Dale Harding

Dale Harding was born in 1982 Moranbah of the Bidjara, Ghungalu and Garingbal peoples, Central Queensland. He lives and works in Brisbane. He is described as “part of a new wave of Aboriginal artists”, inspired by the achievements and success of an earlier generation of urban Indigenous artists. While still at art school undertaking postgraduate studies Harding’s artistic reputation has accelerated, such that he is already exhibiting nationally and internationally. In 2017 he is exhibiting in documenta 14 Kassel and Athens. In 2016 at Gwangju Biennale Republic of Korea, For Collective Unconscious Artspace Auckland, and With Secrecy and Despatch Campbelltown Arts Centre, Sydney. In 2015 White Collared Institute of Modern Art, Brisbane, GOMA Q Queensland Art Gallery | Gallery of Modern Art, Shimmer, Jam Factory, the South Australian Museum and TARNANTHI Adelaide. In 2014
Seoul – Sydney: Contemporary Korean and Australian Print Chugye University for the Arts Seoul, South Korea, and UNSW Art and Design Campus Sydney, 2013 string theory: focus on contemporary Australian art Museum of Contemporary Art Australia, Sydney, My Country, I Still Call Australia Home: Contemporary Art from Black Australia, Queensland Art Gallery | Gallery of Modern Art. Harding’s work is in the collections of Artspace Mackay, Griffith University, Queensland Art Gallery / Gallery of Modern Art, Museum of Contemporary Art Australia, University of Queensland Art Museum.

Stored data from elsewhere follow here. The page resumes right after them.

//! Segments: the renderable unit built from one or more data points.
//!
//! A segment keeps its data-space values (`SegmentData`), the pixel
//! geometry of the current layout pass and the geometry of the previous
//! pass, which is the start state of the update animation.

use smallvec::SmallVec;

use crate::core::animation::{lerp, lerp_point, lerp_points, lerp_rect};
use crate::core::types::{Point, Rect};

/// Data-space values captured when a segment is created.
#[derive(Debug, Clone, PartialEq)]
pub enum SegmentData {
    Xy {
        x: f64,
        y: f64,
    },
    Pair {
        x1: f64,
        y1: f64,
        x2: f64,
        y2: f64,
    },
    Run {
        x_values: Vec<f64>,
        y_values: Vec<f64>,
    },
    Financial {
        x: f64,
        open: f64,
        high: f64,
        low: f64,
        close: f64,
    },
    BoxPlot {
        x: f64,
        stats: BoxStatistics,
    },
    Bubble {
        x: f64,
        y: f64,
        size: f64,
    },
    Slice {
        y: f64,
        start_angle: f64,
        end_angle: f64,
    },
    ErrorBar {
        x: f64,
        y: f64,
        horizontal: (f64, f64),
        vertical: (f64, f64),
    },
    Triangular {
        y: f64,
        top: f64,
        bottom: f64,
    },
}

/// Five-number summary plus mean and outliers of a box-and-whisker point.
#[derive(Debug, Clone, PartialEq, Default)]
pub struct BoxStatistics {
    pub minimum: f64,
    pub lower_quartile: f64,
    pub median: f64,
    pub upper_quartile: f64,
    pub maximum: f64,
    pub mean: f64,
    pub outliers: Vec<f64>,
}

pub type LineSegmentPx = (Point, Point);

/// Pixel geometry of one segment.
#[derive(Debug, Clone, PartialEq)]
pub enum SegmentGeometry {
    /// Nothing to draw (NaN data or unusable transform).
    Empty,
    Rect(Rect),
    Line {
        start: Point,
        end: Point,
    },
    /// Closed fill polygon.
    Polygon(Vec<Point>),
    /// Open stroke path.
    Polyline(Vec<Point>),
    Candle {
        body: Rect,
        high: Point,
        low: Point,
        is_bullish: bool,
    },
    Ohlc {
        high: Point,
        low: Point,
        open: LineSegmentPx,
        close: LineSegmentPx,
        is_bullish: bool,
    },
    BoxWhisker {
        body: Rect,
        median: LineSegmentPx,
        whiskers: SmallVec<[LineSegmentPx; 4]>,
        mean: Option<Point>,
        outliers: Vec<Point>,
    },
    Ellipse {
        center: Point,
        radius_x: f64,
        radius_y: f64,
    },
    /// Angles in degrees, clockwise from 3 o'clock.
    Slice {
        center: Point,
        start_angle: f64,
        end_angle: f64,
        inner_radius: f64,
        radius: f64,
    },
    ErrorBar {
        horizontal: Option<LineSegmentPx>,
        vertical: Option<LineSegmentPx>,
        caps: SmallVec<[LineSegmentPx; 4]>,
    },
    Rects(Vec<Rect>),
}

impl SegmentGeometry {
    #[must_use]
    pub fn is_empty(&self) -> bool {
        matches!(self, Self::Empty)
    }

    /// Axis-aligned bounds, `Rect::nan()` for empty geometry.
    #[must_use]
    pub fn bounds(&self) -> Rect {
        let points: Vec<Point> = match self {
            Self::Empty => return Rect::nan(),
            Self::Rect(rect) => return *rect,
            Self::Line { start, end } => vec![*start, *end],
            Self::Polygon(points) | Self::Polyline(points) => points.clone(),
            Self::Candle {
                body, high, low, ..
            } => vec![
                Point::new(body.left, body.top),
                Point::new(body.right(), body.bottom()),
                *high,
                *low,
            ],
            Self::Ohlc {
                high, low, open, close, ..
            } => vec![*high, *low, open.0, open.1, close.0, close.1],
            Self::BoxWhisker {
                body,
                whiskers,
                outliers,
                ..
            } => {
                let mut points = vec![
                    Point::new(body.left, body.top),
                    Point::new(body.right(), body.bottom()),
                ];
                for (start, end) in whiskers {
                    points.push(*start);
                    points.push(*end);
                }
                points.extend(outliers.iter().copied());
                points
            }
            Self::Ellipse {
                center,
                radius_x,
                radius_y,
            } => {
                return Rect::from_ltrb(
                    center.x - radius_x,
                    center.y - radius_y,
                    center.x + radius_x,
                    center.y + radius_y,
                );
            }
            Self::Slice { center, radius, .. } => {
                return Rect::from_ltrb(
                    center.x - radius,
                    center.y - radius,
                    center.x + radius,
                    center.y + radius,
                );
            }
            Self::ErrorBar {
                horizontal,
                vertical,
                caps,
            } => horizontal
                .iter()
                .chain(vertical.iter())
                .chain(caps.iter())
                .flat_map(|(start, end)| [*start, *end])
                .collect(),
            Self::Rects(rects) => rects
                .iter()
                .filter(|rect| rect.is_finite())
                .flat_map(|rect| {
                    [
                        Point::new(rect.left, rect.top),
                        Point::new(rect.right(), rect.bottom()),
                    ]
                })
                .collect(),
        };
        bounding_rect(&points)
    }

    /// Hit test. `tolerance` is the half stroke width for line shapes.
    #[must_use]
    pub fn contains(&self, point: Point, tolerance: f64) -> bool {
        if !point.is_finite() {
            return false;
        }
        match self {
            Self::Empty => false,
            Self::Rect(rect) => rect.contains(point),
            Self::Line { start, end } => distance_to_segment(point, *start, *end) <= tolerance,
            Self::Polygon(points) => point_in_polygon(point, points),
            Self::Polyline(points) => points
                .windows(2)
                .any(|pair| distance_to_segment(point, pair[0], pair[1]) <= tolerance),
            Self::Candle {
                body, high, low, ..
            } => {
                rect_or_line_contains(*body, point, tolerance)
                    || distance_to_segment(point, *high, *low) <= tolerance
            }
            Self::Ohlc {
                high, low, open, close, ..
            } => {
                distance_to_segment(point, *high, *low) <= tolerance
                    || distance_to_segment(point, open.0, open.1) <= tolerance
                    || distance_to_segment(point, close.0, close.1) <= tolerance
            }
            Self::BoxWhisker {
                body, whiskers, ..
            } => {
                rect_or_line_contains(*body, point, tolerance)
                    || whiskers
                        .iter()
                        .any(|(start, end)| distance_to_segment(point, *start, *end) <= tolerance)
            }
            Self::Ellipse {
                center,
                radius_x,
                radius_y,
            } => {
                if *radius_x <= 0.0 || *radius_y <= 0.0 {
                    return false;
                }
                let dx = (point.x - center.x) / radius_x;
                let dy = (point.y - center.y) / radius_y;
                dx * dx + dy * dy <= 1.0
            }
            Self::Slice {
                center,
                start_angle,
                end_angle,
                inner_radius,
                radius,
            } => slice_contains(*center, *start_angle, *end_angle, *inner_radius, *radius, point),
            Self::ErrorBar {
                horizontal,
                vertical,
                ..
            } => horizontal
                .iter()
                .chain(vertical.iter())
                .any(|(start, end)| distance_to_segment(point, *start, *end) <= tolerance),
            Self::Rects(rects) => rects.iter().any(|rect| rect.contains(point)),
        }
    }

    /// Blends `previous` towards `self` at progress `t`.
    ///
    /// Geometry of a different shape (or with a different point count)
    /// snaps to the final state.
    #[must_use]
    pub fn interpolate_from(&self, previous: &Self, t: f64) -> Self {
        match (previous, self) {
            (Self::Rect(old), Self::Rect(new)) => Self::Rect(lerp_rect(*old, *new, t)),
            (
                Self::Line {
                    start: old_start,
                    end: old_end,
                },
                Self::Line { start, end },
            ) => Self::Line {
                start: lerp_point(*old_start, *start, t),
                end: lerp_point(*old_end, *end, t),
            },
            (Self::Polygon(old), Self::Polygon(new)) => Self::Polygon(lerp_points(old, new, t)),
            (Self::Polyline(old), Self::Polyline(new)) => Self::Polyline(lerp_points(old, new, t)),
            (
                Self::Candle {
                    body: old_body,
                    high: old_high,
                    low: old_low,
                    ..
                },
                Self::Candle {
                    body,
                    high,
                    low,
                    is_bullish,
                },
            ) => Self::Candle {
                body: lerp_rect(*old_body, *body, t),
                high: lerp_point(*old_high, *high, t),
                low: lerp_point(*old_low, *low, t),
                is_bullish: *is_bullish,
            },
            (
                Self::Ellipse {
                    center: old_center,
                    radius_x: old_rx,
                    radius_y: old_ry,
                },
                Self::Ellipse {
                    center,
                    radius_x,
                    radius_y,
                },
            ) => Self::Ellipse {
                center: lerp_point(*old_center, *center, t),
                radius_x: lerp(*old_rx, *radius_x, t),
                radius_y: lerp(*old_ry, *radius_y, t),
            },
            (
                Self::Slice {
                    start_angle: old_start,
                    end_angle: old_end,
                    inner_radius: old_inner,
                    radius: old_radius,
                    ..
                },
                Self::Slice {
                    center,
                    start_angle,
                    end_angle,
                    inner_radius,
                    radius,
                },
            ) => Self::Slice {
                center: *center,
                start_angle: lerp(*old_start, *start_angle, t),
                end_angle: lerp(*old_end, *end_angle, t),
                inner_radius: lerp(*old_inner, *inner_radius, t),
                radius: lerp(*old_radius, *radius, t),
            },
            (Self::Rects(old), Self::Rects(new)) if old.len() == new.len() => Self::Rects(
                old.iter()
                    .zip(new)
                    .map(|(old, new)| lerp_rect(*old, *new, t))
                    .collect(),
            ),
            _ => self.clone(),
        }
    }
}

Dale Harding’s work sweet dreams—bright eyed little dormitory girls, 2014, are small sewn pillows made from hessian sacks, filled with coconut fibre onto which ink serial numbers are printed. Their sculptural forms and interest in materiality draws from the history of international minimalism and conceptual art. Yet they reference something much closer to home. This is Harding’s own maternal family history— his mother, grandmother and greatgrandmother who worked under the infamous Aboriginal Protection and Restriction of Sale of Opium Act of 1897. In this work Harding references their stories of growing up and living in Woorabinda Government Settlement, receiving bare rations and sleeping in dormitories with bedding and clothes made from hessian bags. His grandmother for instance was forced to wear a hessian sack as a punishment for resisting the sexual advances of a whitefella. Normally these stories Harding has said don’t go beyond the family. “They are really nasty, often hurtful stories” but Harding considers it important to uncover and share them “to make sure they aren't just carried on the backs of us.” In this work Harding uses the cool strategies of minimalism namely repetition, the use of common materials and common objects and a seeming disinterestedness, to draw in viewers for whom the content slowly reveals itself.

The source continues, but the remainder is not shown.